As research scientists, Meg Urry, Bonnie Fleming, and Sarah Demers produce new knowledge. As professors, they also prepare future researchers — and they’d like to see more women among them.

That’s why the Yale faculty members have been working with a small group of ambitious undergraduates to bring nearly 200 aspiring female scientists to the University’s New Haven campus for a three-day conference starting Friday, Jan. 13.

Established female physicists will present their work on anti-lasers, string theory, and other hot topics in cutting-edge physics, and students will deliver talks on their own work. Conference participants will tour Yale laboratories and socialize in the halls of science, including at Yale’s observatory and planetarium. A “Liquid Nitrogen Ice Cream Social” is scheduled for the opening night.

“Women have the talent and the interest to excel at physics,” said Urry, chair of Yale’s physics department and its first tenured female faculty member. “What they need is encouragement and support and the opportunity to network with other women in physics. We’ve found the conference particularly useful for bringing women into physics and retaining them. At Yale, the percentage of physics majors who are women is roughly double the national average. In my view the conference is a big reason why.”

The Yale-hosted Northeast Conference for Undergraduate Women in Physics is one of six related conferences taking place simultaneously in the United States. It aims, like the others, to encourage female college students to pursue science beyond the undergraduate level by fostering the connections, camaraderie, and sense of possibility that help enable success. The conferences end Sunday, Jan. 15.

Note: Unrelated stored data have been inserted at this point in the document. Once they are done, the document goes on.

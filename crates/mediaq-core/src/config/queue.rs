//! Job queue admission configuration.

use std::time::Duration;

use serde::{Deserialize, Serialize};

/// Queue capacity and per-job defaults.
#[derive(Debug, Clone, Serialize, Deserialize)]
pub struct QueueConfig {
    /// Maximum number of admitted, not-yet-started jobs across all priorities.
    #[serde(default = "default_max_pending")]
    pub max_pending: usize,
    /// Maximum number of admitted, not-yet-started jobs per priority band.
    #[serde(default = "default_capacity_per_priority")]
    pub capacity_per_priority: usize,
    /// Priority used when a job spec does not name one.
    #[serde(default = "default_priority")]
    pub default_priority: String,
    /// Per-attempt timeout used when a job spec does not name one.
    #[serde(default = "default_timeout")]
    pub default_timeout_seconds: u64,
    /// Retry ceiling used when a job spec does not name one.
    #[serde(default = "default_max_retries")]
    pub default_max_retries: u32,
    /// How long terminal job records are kept before the janitor purges them.
    #[serde(default = "default_retention_hours")]
    pub retention_hours: u64,
}

impl QueueConfig {
    /// Default per-attempt timeout as a [`Duration`].
    pub fn default_timeout(&self) -> Duration {
        Duration::from_secs(self.default_timeout_seconds)
    }

    /// Terminal record retention as a [`Duration`].
    pub fn retention(&self) -> Duration {
        Duration::from_secs(self.retention_hours * 3600)
    }
}

impl Default for QueueConfig {
    fn default() -> Self {
        Self {
            max_pending: default_max_pending(),
            capacity_per_priority: default_capacity_per_priority(),
            default_priority: default_priority(),
            default_timeout_seconds: default_timeout(),
            default_max_retries: default_max_retries(),
            retention_hours: default_retention_hours(),
        }
    }
}

fn default_max_pending() -> usize {
    1000
}

fn default_capacity_per_priority() -> usize {
    500
}

fn default_priority() -> String {
    "normal".to_string()
}

fn default_timeout() -> u64 {
    14400
}

fn default_max_retries() -> u32 {
    3
}

fn default_retention_hours() -> u64 {
    24
}
//! Advisory job store (write-behind mirror) configuration.

use serde::{Deserialize, Serialize};

/// Write-behind mirror settings.
#[derive(Debug, Clone, Serialize, Deserialize)]
pub struct StoreConfig {
    /// Whether job records are mirrored at all.
    #[serde(default = "default_true")]
    pub enabled: bool,
    /// Pending mirror writes buffered before updates are dropped.
    #[serde(default = "default_channel_capacity")]
    pub channel_capacity: usize,
    /// Circuit breaker name guarding mirror writes.
    #[serde(default = "default_dependency")]
    pub dependency: String,
}

impl Default for StoreConfig {
    fn default() -> Self {
        Self {
            enabled: default_true(),
            channel_capacity: default_channel_capacity(),
            dependency: default_dependency(),
        }
    }
}

fn default_true() -> bool {
    true
}

fn default_channel_capacity() -> usize {
    1024
}

fn default_dependency() -> String {
    "cache-backend".to_string()
}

Other venues are Stanford University, the University of Washington, Texas A&M University, Case Western Reserve, and the University of Tennessee. All the gatherings are part of the Conferences for Undergraduate Women in Physics, founded at the University of Southern California in 2006. Attendance at the conferences the first year was 29; total attendance this year is expected to approach 800.

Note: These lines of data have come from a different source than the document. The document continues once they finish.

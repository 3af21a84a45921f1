//! Named breaker registry.

use std::sync::Arc;

use dashmap::DashMap;

use mediaq_core::config::breaker::BreakerConfig;

use super::{BreakerSnapshot, CircuitBreaker};

/// Lazily-created breakers, one per dependency name.
#[derive(Debug)]
pub struct BreakerRegistry {
    config: BreakerConfig,
    breakers: DashMap<String, Arc<CircuitBreaker>>,
}

impl BreakerRegistry {
    /// Create an empty registry.
    pub fn new(config: BreakerConfig) -> Self {
        Self {
            config,
            breakers: DashMap::new(),
        }
    }

    /// Get the breaker for `dependency`, creating it on first use.
    pub fn get(&self, dependency: &str) -> Arc<CircuitBreaker> {
        if let Some(existing) = self.breakers.get(dependency) {
            return Arc::clone(existing.value());
        }
        let entry = self
            .breakers
            .entry(dependency.to_string())
            .or_insert_with(|| {
                tracing::debug!("Creating circuit breaker '{}'", dependency);
                Arc::new(CircuitBreaker::new(
                    dependency,
                    self.config.settings_for(dependency),
                ))
            });
        Arc::clone(entry.value())
    }

    /// Snapshots of every breaker created so far, sorted by name.
    pub fn snapshots(&self) -> Vec<BreakerSnapshot> {
        let mut snapshots: Vec<_> = self
            .breakers
            .iter()
            .map(|entry| entry.value().snapshot())
            .collect();
        snapshots.sort_by(|a, b| a.name.cmp(&b.name));
        snapshots
    }
}
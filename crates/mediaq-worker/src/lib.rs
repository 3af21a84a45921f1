//! Asynchronous job execution core for mediaq.
//!
//! This crate provides:
//! - A priority job queue with an atomic claim operation
//! - A bounded worker pool (dispatcher) with cooperative cancellation
//! - Deterministic exponential retry backoff
//! - Per-dependency circuit breakers
//! - A bounded, append-only progress event tracker
//! - The [`Scheduler`] facade that owns all of the above
//! - An advisory write-behind job store
//! - A built-in handler that runs external commands

pub mod breaker;
pub mod executor;
pub mod jobs;
pub mod metrics;
pub mod progress;
pub mod queue;
pub mod retry;
mod runner;
pub mod scheduler;
pub mod store;

pub use breaker::{BreakerRegistry, CircuitBreaker, CircuitState};
pub use executor::{ErrorClass, JobExecutionError, JobExecutor, JobHandler, Operation};
pub use jobs::CommandJobHandler;
pub use progress::{ProgressReporter, ProgressTracker};
pub use queue::JobQueue;
pub use retry::RetryPolicy;
pub use scheduler::{Scheduler, SchedulerBuilder, SchedulerStats, ShutdownReport};
pub use store::{JobStore, MemoryJobStore, StoreError};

More than 180 students representing 52 institutions are registered for the event at Yale, which first hosted the conference in 2008. Participants are mostly (but not only) women, and come from throughout the Northeast, as far south as Florida and as far west the Rockies. Participants attend a wide variety of public and private schools, including major research universities, small liberal arts colleges, technological institutes, and military academics.

“We pay particular attention to recruiting students from colleges that are not associated with graduate programs,” said Demers, who will give a talk titled “Hunting for the Higgs and other pursuits at CERN’s Large Hadron Collider” and lead a demonstration on the physics of dance. “Part of the conference focuses on graduate school, both the application progress and what life is like once you get there. People at smaller colleges may lack access to information like this, which can put them at a real disadvantage.”

Participants in New Haven will get to know each other and mingle with some of the most accomplished women in professional physics. Urry, an expert in supermassive black holes, will deliver an opening keynote speech on Jan. 13.

Persis Drell, director of the SLAC National Accelerator Laboratory in California, will unite conferees at the six locations when she delivers a second keynote on Sat., Jan. 14, which will be simulcast from Stanford.

Ariel Ekblaw, a Yale sophomore and one of the main coordinators of the Yale conference, offers herself as an example of how early participation in the broader physics community can pay off. As a high school student, she twice attended the annual Yale Physics Olympics, a one-day event for teams from schools in Connecticut and nearby. Exposure to other young people interested in science and to professional physicists influenced her decision to apply to Yale and to pursue science, she said.

Now halfway through her sophomore year, she’s declared a physics major and has completed an eight-week research fellowship at CERN, the renowned laboratory for particle physics based in Switzerland. “This year I’ll get new ideas about what I can do with my physics degree,” she said.

Ellen Klein, a Yale junior from Minnesota and Ekblaw’s co-president in Women in Physics, the student group that organized this year’s conference, also knows first-hand the benefits of a strong relationship with an accomplished senior scientist. As one of Fleming’s protégés, she’s been able to spend two summers at the Fermi National Accelerator Laboratory working on neutrino detection.

“It’s not only meeting your colleagues that’s important, but meeting potential role models or mentors — people who have been in the field longer and succeeded,” says Klein. “It’s knowing that there are people similar to you in similar situations, people who have overcome obstacles you’re facing. Something I’ve realized in my research experiences is that everything is interconnected. If we can sort of foster a sense of community when they’re undergraduates, it’ll make them want to continue in physics.”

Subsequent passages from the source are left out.